WHAT IS BEING ASKED.
Locate every line in the records below that contains the word "crates", and copy each one.

EXERCISE MATERIALS.
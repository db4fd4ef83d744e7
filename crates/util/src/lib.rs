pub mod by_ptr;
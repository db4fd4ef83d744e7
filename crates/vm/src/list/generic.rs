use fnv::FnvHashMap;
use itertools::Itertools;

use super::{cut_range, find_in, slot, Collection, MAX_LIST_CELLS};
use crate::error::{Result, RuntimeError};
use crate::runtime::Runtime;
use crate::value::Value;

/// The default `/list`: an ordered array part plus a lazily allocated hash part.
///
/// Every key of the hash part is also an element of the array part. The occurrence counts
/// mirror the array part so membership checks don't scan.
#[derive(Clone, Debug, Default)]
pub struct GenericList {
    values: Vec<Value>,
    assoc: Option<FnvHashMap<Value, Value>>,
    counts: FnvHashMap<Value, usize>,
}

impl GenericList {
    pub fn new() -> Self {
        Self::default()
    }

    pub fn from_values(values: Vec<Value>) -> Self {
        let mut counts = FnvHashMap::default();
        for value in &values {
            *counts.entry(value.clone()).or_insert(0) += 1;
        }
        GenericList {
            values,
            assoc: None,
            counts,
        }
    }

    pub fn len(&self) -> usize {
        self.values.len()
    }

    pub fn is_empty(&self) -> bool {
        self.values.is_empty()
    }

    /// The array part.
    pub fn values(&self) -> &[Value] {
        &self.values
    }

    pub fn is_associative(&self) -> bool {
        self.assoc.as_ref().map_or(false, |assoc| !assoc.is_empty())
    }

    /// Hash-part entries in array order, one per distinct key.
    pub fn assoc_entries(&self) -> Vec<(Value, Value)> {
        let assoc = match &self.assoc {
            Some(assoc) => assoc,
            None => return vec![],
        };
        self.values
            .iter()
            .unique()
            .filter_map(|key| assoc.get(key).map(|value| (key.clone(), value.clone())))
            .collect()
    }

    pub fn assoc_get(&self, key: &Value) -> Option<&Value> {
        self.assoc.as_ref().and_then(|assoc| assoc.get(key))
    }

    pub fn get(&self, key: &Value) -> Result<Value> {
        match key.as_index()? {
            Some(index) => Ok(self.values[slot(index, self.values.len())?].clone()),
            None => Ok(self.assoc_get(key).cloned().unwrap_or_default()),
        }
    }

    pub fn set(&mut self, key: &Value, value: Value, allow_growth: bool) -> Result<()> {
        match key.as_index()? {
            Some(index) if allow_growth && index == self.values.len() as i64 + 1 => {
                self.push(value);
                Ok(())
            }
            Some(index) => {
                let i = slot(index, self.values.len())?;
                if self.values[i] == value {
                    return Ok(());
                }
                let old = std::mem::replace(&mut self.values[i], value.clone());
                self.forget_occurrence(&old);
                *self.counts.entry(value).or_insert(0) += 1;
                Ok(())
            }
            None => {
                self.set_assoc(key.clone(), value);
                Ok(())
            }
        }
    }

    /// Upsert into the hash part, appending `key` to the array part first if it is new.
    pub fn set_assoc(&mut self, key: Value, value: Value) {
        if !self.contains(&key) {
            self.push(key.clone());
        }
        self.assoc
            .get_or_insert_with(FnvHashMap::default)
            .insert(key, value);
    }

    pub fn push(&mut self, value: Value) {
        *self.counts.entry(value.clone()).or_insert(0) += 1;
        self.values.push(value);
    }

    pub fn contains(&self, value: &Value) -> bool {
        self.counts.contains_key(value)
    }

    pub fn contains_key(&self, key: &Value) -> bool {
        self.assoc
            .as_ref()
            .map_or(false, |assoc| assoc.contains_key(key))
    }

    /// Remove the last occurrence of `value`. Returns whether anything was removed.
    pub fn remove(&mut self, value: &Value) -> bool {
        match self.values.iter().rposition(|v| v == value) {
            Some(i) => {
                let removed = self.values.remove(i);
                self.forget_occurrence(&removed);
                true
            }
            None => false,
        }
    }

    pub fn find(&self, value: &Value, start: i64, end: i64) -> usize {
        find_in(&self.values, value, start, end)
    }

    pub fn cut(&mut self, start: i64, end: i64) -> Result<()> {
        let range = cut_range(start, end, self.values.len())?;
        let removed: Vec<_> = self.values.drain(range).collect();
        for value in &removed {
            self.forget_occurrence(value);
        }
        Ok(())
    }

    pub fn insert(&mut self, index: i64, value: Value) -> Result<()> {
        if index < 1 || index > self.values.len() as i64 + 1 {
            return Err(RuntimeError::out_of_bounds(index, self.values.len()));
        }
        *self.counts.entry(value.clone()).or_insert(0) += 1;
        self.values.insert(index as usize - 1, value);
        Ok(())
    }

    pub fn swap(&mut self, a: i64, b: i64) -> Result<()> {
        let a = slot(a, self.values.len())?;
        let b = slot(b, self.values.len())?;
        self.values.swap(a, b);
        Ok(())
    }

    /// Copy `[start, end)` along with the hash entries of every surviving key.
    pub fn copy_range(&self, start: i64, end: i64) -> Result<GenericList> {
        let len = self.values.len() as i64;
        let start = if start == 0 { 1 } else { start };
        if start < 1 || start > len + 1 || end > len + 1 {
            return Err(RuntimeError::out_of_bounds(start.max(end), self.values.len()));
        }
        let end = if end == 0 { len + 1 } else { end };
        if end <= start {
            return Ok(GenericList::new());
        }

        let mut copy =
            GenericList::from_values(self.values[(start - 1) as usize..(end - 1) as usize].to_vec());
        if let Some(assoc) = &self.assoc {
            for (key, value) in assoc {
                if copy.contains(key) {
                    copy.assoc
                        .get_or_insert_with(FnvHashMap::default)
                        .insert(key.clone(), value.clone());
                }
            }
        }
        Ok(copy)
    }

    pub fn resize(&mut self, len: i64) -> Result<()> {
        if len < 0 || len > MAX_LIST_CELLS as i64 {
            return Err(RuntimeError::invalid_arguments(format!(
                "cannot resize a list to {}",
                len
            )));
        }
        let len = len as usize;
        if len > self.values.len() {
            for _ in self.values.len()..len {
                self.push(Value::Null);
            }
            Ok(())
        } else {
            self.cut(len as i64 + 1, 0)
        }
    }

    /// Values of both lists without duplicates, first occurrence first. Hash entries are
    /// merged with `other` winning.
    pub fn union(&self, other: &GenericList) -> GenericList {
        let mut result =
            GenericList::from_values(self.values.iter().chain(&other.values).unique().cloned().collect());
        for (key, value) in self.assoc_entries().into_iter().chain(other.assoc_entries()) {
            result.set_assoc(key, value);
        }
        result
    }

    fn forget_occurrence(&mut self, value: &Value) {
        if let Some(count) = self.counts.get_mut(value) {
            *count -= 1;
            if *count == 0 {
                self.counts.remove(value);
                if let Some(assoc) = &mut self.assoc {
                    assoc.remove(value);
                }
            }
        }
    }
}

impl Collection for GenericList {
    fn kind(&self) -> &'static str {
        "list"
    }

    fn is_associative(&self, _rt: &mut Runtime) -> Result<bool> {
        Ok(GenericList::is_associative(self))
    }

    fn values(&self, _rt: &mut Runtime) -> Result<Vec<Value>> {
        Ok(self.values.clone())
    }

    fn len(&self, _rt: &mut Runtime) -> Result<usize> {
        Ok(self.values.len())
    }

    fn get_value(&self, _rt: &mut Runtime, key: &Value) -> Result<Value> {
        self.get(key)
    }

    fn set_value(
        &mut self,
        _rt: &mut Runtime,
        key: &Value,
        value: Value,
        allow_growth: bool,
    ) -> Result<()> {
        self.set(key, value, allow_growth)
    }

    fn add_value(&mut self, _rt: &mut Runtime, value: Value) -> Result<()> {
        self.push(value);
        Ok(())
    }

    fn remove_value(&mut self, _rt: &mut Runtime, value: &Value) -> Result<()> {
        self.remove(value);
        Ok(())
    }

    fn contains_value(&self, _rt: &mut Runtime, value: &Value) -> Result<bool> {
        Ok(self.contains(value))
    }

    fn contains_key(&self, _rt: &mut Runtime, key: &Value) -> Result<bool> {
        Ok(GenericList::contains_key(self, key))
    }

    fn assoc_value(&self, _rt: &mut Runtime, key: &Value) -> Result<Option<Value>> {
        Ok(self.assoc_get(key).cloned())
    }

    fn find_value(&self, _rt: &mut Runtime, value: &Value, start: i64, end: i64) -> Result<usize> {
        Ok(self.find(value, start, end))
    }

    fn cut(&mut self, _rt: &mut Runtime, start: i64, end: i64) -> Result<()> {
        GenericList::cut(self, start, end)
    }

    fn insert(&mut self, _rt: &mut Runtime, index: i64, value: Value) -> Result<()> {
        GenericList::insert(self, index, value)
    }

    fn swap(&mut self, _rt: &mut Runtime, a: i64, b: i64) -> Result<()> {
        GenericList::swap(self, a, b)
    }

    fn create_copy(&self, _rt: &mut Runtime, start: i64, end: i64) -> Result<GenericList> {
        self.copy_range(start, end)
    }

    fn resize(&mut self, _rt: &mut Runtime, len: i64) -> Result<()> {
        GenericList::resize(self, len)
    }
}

RESULT OF THIS EXERCISE.
filename crates/util/src/lib.rs
filename crates/vm/src/list/generic.rs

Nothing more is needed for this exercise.